▸ TO DO: Write out again only the lines that run from the start of the entries to the line containing "#[derive(Debug, Clone, Copy, PartialEq, Eq)]", both included.

▸ RECORD EXTRACTS:
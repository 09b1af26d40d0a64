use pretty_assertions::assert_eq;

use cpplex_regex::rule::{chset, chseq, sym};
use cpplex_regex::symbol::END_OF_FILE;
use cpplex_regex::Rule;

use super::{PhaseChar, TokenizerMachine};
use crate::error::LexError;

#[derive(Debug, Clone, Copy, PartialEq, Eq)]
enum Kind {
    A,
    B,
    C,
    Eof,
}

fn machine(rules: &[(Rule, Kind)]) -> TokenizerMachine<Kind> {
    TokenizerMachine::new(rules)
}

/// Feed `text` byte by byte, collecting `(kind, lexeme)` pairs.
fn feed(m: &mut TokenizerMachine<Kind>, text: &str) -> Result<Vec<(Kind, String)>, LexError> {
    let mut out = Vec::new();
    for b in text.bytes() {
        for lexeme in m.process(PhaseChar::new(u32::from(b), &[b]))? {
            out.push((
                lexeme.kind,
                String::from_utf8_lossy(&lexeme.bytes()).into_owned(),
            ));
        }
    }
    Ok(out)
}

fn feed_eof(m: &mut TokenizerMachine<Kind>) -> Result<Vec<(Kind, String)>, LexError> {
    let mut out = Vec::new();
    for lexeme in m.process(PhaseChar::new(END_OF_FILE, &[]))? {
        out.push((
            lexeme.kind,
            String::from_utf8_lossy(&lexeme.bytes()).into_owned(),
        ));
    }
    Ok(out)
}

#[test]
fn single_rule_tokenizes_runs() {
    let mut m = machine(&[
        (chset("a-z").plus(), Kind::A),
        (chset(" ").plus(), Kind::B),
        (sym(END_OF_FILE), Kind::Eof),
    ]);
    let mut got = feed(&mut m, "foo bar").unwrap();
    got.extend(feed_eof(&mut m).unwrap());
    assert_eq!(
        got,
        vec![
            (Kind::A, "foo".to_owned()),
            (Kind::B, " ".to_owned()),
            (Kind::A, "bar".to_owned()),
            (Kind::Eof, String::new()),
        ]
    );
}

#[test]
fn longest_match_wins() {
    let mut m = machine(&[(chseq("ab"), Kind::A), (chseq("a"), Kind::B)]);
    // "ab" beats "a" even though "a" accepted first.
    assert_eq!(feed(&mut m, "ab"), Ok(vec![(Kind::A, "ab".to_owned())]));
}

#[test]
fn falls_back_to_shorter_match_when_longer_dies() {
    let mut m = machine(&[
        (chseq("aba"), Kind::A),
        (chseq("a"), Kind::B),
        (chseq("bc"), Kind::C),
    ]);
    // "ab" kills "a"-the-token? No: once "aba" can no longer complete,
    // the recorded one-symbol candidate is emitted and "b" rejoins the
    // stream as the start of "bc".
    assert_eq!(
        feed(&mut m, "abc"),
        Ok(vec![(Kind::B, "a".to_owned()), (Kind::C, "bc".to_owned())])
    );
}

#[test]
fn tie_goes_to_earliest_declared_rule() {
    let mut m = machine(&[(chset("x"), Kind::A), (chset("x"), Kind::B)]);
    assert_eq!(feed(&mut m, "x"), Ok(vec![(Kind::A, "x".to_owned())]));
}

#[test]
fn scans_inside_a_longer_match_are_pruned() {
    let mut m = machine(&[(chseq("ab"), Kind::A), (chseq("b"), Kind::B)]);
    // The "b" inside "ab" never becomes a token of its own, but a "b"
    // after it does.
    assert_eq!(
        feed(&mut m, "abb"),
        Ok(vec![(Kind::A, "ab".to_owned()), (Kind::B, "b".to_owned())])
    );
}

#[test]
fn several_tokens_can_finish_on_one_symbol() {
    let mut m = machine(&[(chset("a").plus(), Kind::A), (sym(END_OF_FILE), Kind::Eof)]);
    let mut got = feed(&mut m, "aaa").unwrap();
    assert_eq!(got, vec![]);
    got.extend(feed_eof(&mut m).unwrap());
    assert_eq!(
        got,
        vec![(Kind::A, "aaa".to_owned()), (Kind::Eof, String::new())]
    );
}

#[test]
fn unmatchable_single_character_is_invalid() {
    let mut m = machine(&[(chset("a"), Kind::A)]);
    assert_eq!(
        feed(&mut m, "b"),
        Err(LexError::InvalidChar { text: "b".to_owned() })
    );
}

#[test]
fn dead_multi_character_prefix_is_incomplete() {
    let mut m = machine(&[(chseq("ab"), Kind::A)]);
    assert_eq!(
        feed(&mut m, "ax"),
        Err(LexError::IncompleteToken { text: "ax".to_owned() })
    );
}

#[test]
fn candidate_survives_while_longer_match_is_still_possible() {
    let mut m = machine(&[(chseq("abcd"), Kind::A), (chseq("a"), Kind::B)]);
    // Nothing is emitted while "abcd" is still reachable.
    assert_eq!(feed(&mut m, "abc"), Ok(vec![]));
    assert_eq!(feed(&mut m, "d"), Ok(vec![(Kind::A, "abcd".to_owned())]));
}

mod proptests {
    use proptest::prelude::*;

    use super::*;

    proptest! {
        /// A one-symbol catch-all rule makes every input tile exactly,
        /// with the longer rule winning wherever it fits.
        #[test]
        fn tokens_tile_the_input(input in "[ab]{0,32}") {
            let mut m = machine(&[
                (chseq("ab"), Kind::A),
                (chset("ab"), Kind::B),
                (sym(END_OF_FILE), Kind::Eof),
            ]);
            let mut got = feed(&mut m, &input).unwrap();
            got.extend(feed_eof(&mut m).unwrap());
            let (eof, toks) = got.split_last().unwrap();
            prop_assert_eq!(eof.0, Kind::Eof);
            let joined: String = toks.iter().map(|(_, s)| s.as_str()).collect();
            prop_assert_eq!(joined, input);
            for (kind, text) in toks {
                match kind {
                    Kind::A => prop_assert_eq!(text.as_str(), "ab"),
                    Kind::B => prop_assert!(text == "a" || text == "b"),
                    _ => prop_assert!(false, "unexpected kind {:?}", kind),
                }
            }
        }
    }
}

▸ RESULT OF THIS TASK:
repository 09b1af26d40d0a64
use pretty_assertions::assert_eq;

use cpplex_regex::rule::{chset, chseq, sym};
use cpplex_regex::symbol::END_OF_FILE;
use cpplex_regex::Rule;

use super::{PhaseChar, TokenizerMachine};
use crate::error::LexError;

#[derive(Debug, Clone, Copy, PartialEq, Eq)]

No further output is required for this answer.